Rac small GTPases may play an important regulatory role in osteoclastogenesis. Our in vitro and in vivo results show that both Rac1 and Rac2 are required for optimal osteoclast differentiation, but Rac1 is more critical. Rac1 is the key Rac isoform responsible for regulating ROS generation and the actin cytoskeleton during the multiple stages of osteoclast differentiation.

Introduction: Recent evidence suggests that the Rac small GTPases may play an important regulatory role in osteoclastogenesis. This finding is important because bisphosphonates may regulate their antiresorptive/antiosteoclast effects through the modification of Rho family of small GTPases.

Materials and Methods: To elucidate the specific roles of the Rac1 and Rac2 isoforms during osteoclastogenesis, we used mice deficient in Rac1, Rac2, or both Rac1 and Rac2 in monocyte/osteoclast precursors.
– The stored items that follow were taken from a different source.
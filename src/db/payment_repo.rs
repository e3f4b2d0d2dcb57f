// src/db/payment_repo.rs

use sqlx::{Executor, PgPool, Postgres};
use uuid::Uuid;

use crate::{
    common::error::AppError,
    models::payment::{NewCharge, Payment, PaymentWithPayer},
};

const PAYMENT_COLUMNS: &str = r#"
    p.id, p.user_id, p.mes_referencia, p.taxa_condominial, p.fundo_reserva,
    p.data_vencimento, p.data_pagamento, p.comprovante_path, p.qr_code_pix, p.created_at
"#;

#[derive(Clone)]
pub struct PaymentRepository {
    pool: PgPool,
}

impl PaymentRepository {
    pub fn new(pool: PgPool) -> Self {
        Self { pool }
    }

    pub fn pool(&self) -> &PgPool {
        &self.pool
    }

    /// Insere a cobrança do mês se ainda não existir. Devolve true quando inseriu.
    /// A chave única (user_id, mes_referencia) garante uma cobrança por mês
    /// mesmo com duas requisições simultâneas.
    pub async fn ensure_monthly_charge<'e, E>(&self, executor: E, charge: &NewCharge) -> Result<bool, AppError>
    where
        E: Executor<'e, Database = Postgres>,
    {
        let result = sqlx::query(
            r#"
            INSERT INTO payments (
                user_id, mes_referencia, taxa_condominial, fundo_reserva, data_vencimento, qr_code_pix
            )
            VALUES ($1, $2, $3, $4, $5, $6)
            ON CONFLICT (user_id, mes_referencia) DO NOTHING
            "#,
        )
        .bind(charge.user_id)
        .bind(&charge.mes_referencia)
        .bind(charge.taxa_condominial)
        .bind(charge.fundo_reserva)
        .bind(charge.data_vencimento)
        .bind(&charge.qr_code_pix)
        .execute(executor)
        .await?;

        Ok(result.rows_affected() > 0)
    }

    pub async fn latest_for_user<'e, E>(&self, executor: E, user_id: Uuid) -> Result<Option<Payment>, AppError>
    where
        E: Executor<'e, Database = Postgres>,
    {
        let sql = format!(
            r#"
            SELECT {PAYMENT_COLUMNS} FROM payments p
            WHERE p.user_id = $1
            ORDER BY p.data_vencimento DESC
            LIMIT 1
            "#
        );
        let payment = sqlx::query_as::<_, Payment>(&sql)
            .bind(user_id)
            .fetch_optional(executor)
            .await?;
        Ok(payment)
    }

    pub async fn find_by_id<'e, E>(&self, executor: E, id: Uuid) -> Result<Option<Payment>, AppError>
    where
        E: Executor<'e, Database = Postgres>,
    {
        let sql = format!("SELECT {PAYMENT_COLUMNS} FROM payments p WHERE p.id = $1");
        let payment = sqlx::query_as::<_, Payment>(&sql)
            .bind(id)
            .fetch_optional(executor)
            .await?;
        Ok(payment)
    }

    // Todas as cobranças com o pagador, para a visão do gestor
    pub async fn list_with_payers<'e, E>(&self, executor: E) -> Result<Vec<PaymentWithPayer>, AppError>
    where
        E: Executor<'e, Database = Postgres>,
    {
        let sql = format!(
            r#"
            SELECT {PAYMENT_COLUMNS},
                u.email AS payer_email,
                u.nome AS payer_nome,
                u.apartamento AS payer_apartamento
            FROM payments p
            JOIN users u ON u.id = p.user_id
            ORDER BY p.data_vencimento DESC, u.nome
            "#
        );
        let rows = sqlx::query_as::<_, PaymentWithPayer>(&sql)
            .fetch_all(executor)
            .await?;
        Ok(rows)
    }

    // Registra o comprovante; a cobrança passa a ser lida como paga
    pub async fn attach_proof<'e, E>(&self, executor: E, id: Uuid, path: &str) -> Result<Option<Payment>, AppError>
    where
        E: Executor<'e, Database = Postgres>,
    {
        let sql = format!(
            r#"
            WITH p AS (
                UPDATE payments SET comprovante_path = $2, data_pagamento = now()
                WHERE id = $1
                RETURNING *
            )
            SELECT {PAYMENT_COLUMNS} FROM p
            "#
        );
        let payment = sqlx::query_as::<_, Payment>(&sql)
            .bind(id)
            .bind(path)
            .fetch_optional(executor)
            .await?;
        Ok(payment)
    }
}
Macrophage‐colony stimulating factor (M‐CSF)– and RANKL‐mediated osteoclastogenesis in vitro was studied by using bone marrow‐derived mononucleated preosteoclast precursors (MOPs). The expression of osteoclast‐specific markers was examined using quantitative real‐time PCR and Western blot analysis. Free actin barbed ends in bone marrow MOPs after M‐CSF stimulation was determined. The ability of MOPs to migrate toward M‐CSF was assayed using Boyden chambers. Margin spreading on heparin sulfate‐coated glass and RANKL‐induced reactive oxygen species generation were also performed. Functional assays of in vitro‐generated osteoclasts were ascertained using dentine sections from narwal tusks. Osteoclast levels in vivo were counted in TRACP and immunohistochemically stained distal tibial sections. In vivo microarchitexture of lumbar vertebrate was examined using μCT 3D imaging and analysis.
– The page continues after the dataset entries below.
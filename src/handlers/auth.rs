// src/handlers/auth.rs

use axum::{
    extract::State,
    http::StatusCode,
    response::{IntoResponse, Response},
    Json,
};
use serde::Serialize;
use serde_json::json;
use utoipa::ToSchema;
use uuid::Uuid;
use validator::Validate;

use crate::{
    common::error::{ApiError, AppError},
    config::AppState,
    middleware::{auth::AuthenticatedUser, extract::ApiJson, i18n::Locale},
    models::{
        auth::{
            AuthResponse, GestorApiRegistration, LoginUserPayload, RegisterGestorPayload, RegisterMoradorPayload,
            RegisterSindicoPayload, Registration, User,
        },
        ActionResult,
    },
};

#[derive(Debug, Serialize, ToSchema)]
pub struct RegisteredResponse {
    pub success: bool,
    pub id: Uuid,
}

async fn register(app_state: &AppState, locale: &Locale, registration: Registration) -> Result<Response, ApiError> {
    let user = app_state
        .auth_service
        .register(registration)
        .await
        .map_err(|e| e.to_api_error(locale, &app_state.i18n_store))?;

    Ok((StatusCode::CREATED, Json(RegisteredResponse { success: true, id: user.id })).into_response())
}

// POST /Account/Login
#[utoipa::path(
    post,
    path = "/Account/Login",
    tag = "Account",
    request_body = LoginUserPayload,
    responses(
        (status = 200, description = "Login realizado", body = AuthResponse),
        (status = 401, description = "Credenciais inválidas")
    )
)]
pub async fn login(
    State(app_state): State<AppState>,
    locale: Locale,
    ApiJson(payload): ApiJson<LoginUserPayload>,
) -> Result<Json<AuthResponse>, ApiError> {
    payload
        .validate()
        .map_err(|e| AppError::ValidationError(e).to_api_error(&locale, &app_state.i18n_store))?;

    let response = app_state
        .auth_service
        .login_user(&payload.email, &payload.password)
        .await
        .map_err(|e| e.to_api_error(&locale, &app_state.i18n_store))?;

    Ok(Json(response))
}

// POST /Account/RegisterMorador
#[utoipa::path(
    post,
    path = "/Account/RegisterMorador",
    tag = "Account",
    request_body = RegisterMoradorPayload,
    responses(
        (status = 201, description = "Morador cadastrado", body = RegisteredResponse),
        (status = 409, description = "E-mail já cadastrado")
    )
)]
pub async fn register_morador(
    State(app_state): State<AppState>,
    locale: Locale,
    ApiJson(payload): ApiJson<RegisterMoradorPayload>,
) -> Result<Response, ApiError> {
    payload
        .validate()
        .map_err(|e| AppError::ValidationError(e).to_api_error(&locale, &app_state.i18n_store))?;

    if !payload.passwords_match() {
        return Err(ApiError::new(StatusCode::BAD_REQUEST, "As senhas não coincidem."));
    }

    register(&app_state, &locale, payload.into()).await
}

// POST /Account/RegisterSindico
#[utoipa::path(
    post,
    path = "/Account/RegisterSindico",
    tag = "Account",
    request_body = RegisterSindicoPayload,
    responses(
        (status = 201, description = "Síndico cadastrado", body = RegisteredResponse),
        (status = 409, description = "E-mail já cadastrado")
    )
)]
pub async fn register_sindico(
    State(app_state): State<AppState>,
    locale: Locale,
    ApiJson(payload): ApiJson<RegisterSindicoPayload>,
) -> Result<Response, ApiError> {
    payload
        .validate()
        .map_err(|e| AppError::ValidationError(e).to_api_error(&locale, &app_state.i18n_store))?;

    register(&app_state, &locale, payload.into()).await
}

// POST /Account/RegisterGestor
#[utoipa::path(
    post,
    path = "/Account/RegisterGestor",
    tag = "Account",
    request_body = RegisterGestorPayload,
    responses(
        (status = 201, description = "Gestor cadastrado", body = RegisteredResponse),
        (status = 409, description = "E-mail já cadastrado")
    )
)]
pub async fn register_gestor(
    State(app_state): State<AppState>,
    locale: Locale,
    ApiJson(payload): ApiJson<RegisterGestorPayload>,
) -> Result<Response, ApiError> {
    payload
        .validate()
        .map_err(|e| AppError::ValidationError(e).to_api_error(&locale, &app_state.i18n_store))?;

    register(&app_state, &locale, payload.into()).await
}

// POST /api/account/register-gestor
// Contrato próprio: sucesso `{success:true}`, falha `400 {errors:[...]}`
#[utoipa::path(
    post,
    path = "/api/account/register-gestor",
    tag = "Account",
    request_body = GestorApiRegistration,
    responses(
        (status = 200, description = "Gestor cadastrado"),
        (status = 400, description = "Lista de erros de cadastro")
    )
)]
pub async fn register_gestor_api(
    State(app_state): State<AppState>,
    locale: Locale,
    ApiJson(payload): ApiJson<GestorApiRegistration>,
) -> Response {
    let errors_response =
        |errors: Vec<String>| (StatusCode::BAD_REQUEST, Json(json!({ "errors": errors }))).into_response();

    if let Err(errors) = payload.check() {
        return errors_response(errors);
    }

    match app_state.auth_service.register(payload.into()).await {
        Ok(_) => Json(json!({ "success": true })).into_response(),
        Err(e @ AppError::EmailAlreadyExists) => {
            errors_response(vec![e.to_api_error(&locale, &app_state.i18n_store).message])
        }
        Err(e) => e.to_api_error(&locale, &app_state.i18n_store).into_response(),
    }
}

// POST /Account/Logout
// Tokens não têm estado no servidor; o cliente apenas descarta o seu
#[utoipa::path(
    post,
    path = "/Account/Logout",
    tag = "Account",
    responses((status = 200, description = "Sessão encerrada", body = ActionResult)),
    security(("api_jwt" = []))
)]
pub async fn logout(user: AuthenticatedUser) -> Json<ActionResult> {
    tracing::info!(user_id = %user.id, "Logout");
    Json(ActionResult::ok("Sessão encerrada."))
}

// GET /Account/Me
#[utoipa::path(
    get,
    path = "/Account/Me",
    tag = "Account",
    responses((status = 200, description = "Perfil do usuário logado", body = User)),
    security(("api_jwt" = []))
)]
pub async fn get_me(
    State(app_state): State<AppState>,
    locale: Locale,
    user: AuthenticatedUser,
) -> Result<Json<User>, ApiError> {
    let profile = app_state
        .auth_service
        .me(user.id)
        .await
        .map_err(|e| e.to_api_error(&locale, &app_state.i18n_store))?;

    Ok(Json(profile))
}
Results: We show here that, although both Rac isoforms are required for normal osteoclast differentiation, Rac1 deletion results in a more profound reduction in osteoclast formation in vitro because of its regulatory role in pre‐osteoclast M‐CSF‐mediated chemotaxis and actin assembly and RANKL‐mediated reactive oxygen species generation. This Rac1 cellular defect also manifests at the tissue level with increased trabecular bone volume and trabeculae number compared with wildtype and Rac2‐null mice. This unique mouse model has shown for the first time that Rac1 and Rac2 play different and nonoverlapping roles during osteoclastogenesis and will be useful for identifying the key roles played by these two proteins during the multiple stages of osteoclast differentiation.

Conclusions: Rac1 and Rac2 play different and nonoverlapping roles during osteoclastogenesis. This model showed that Rac1 is the key Rac isoform responsible for regulating ROS generation and the actin cytoskeleton during the multiple stages of osteoclast differentiation.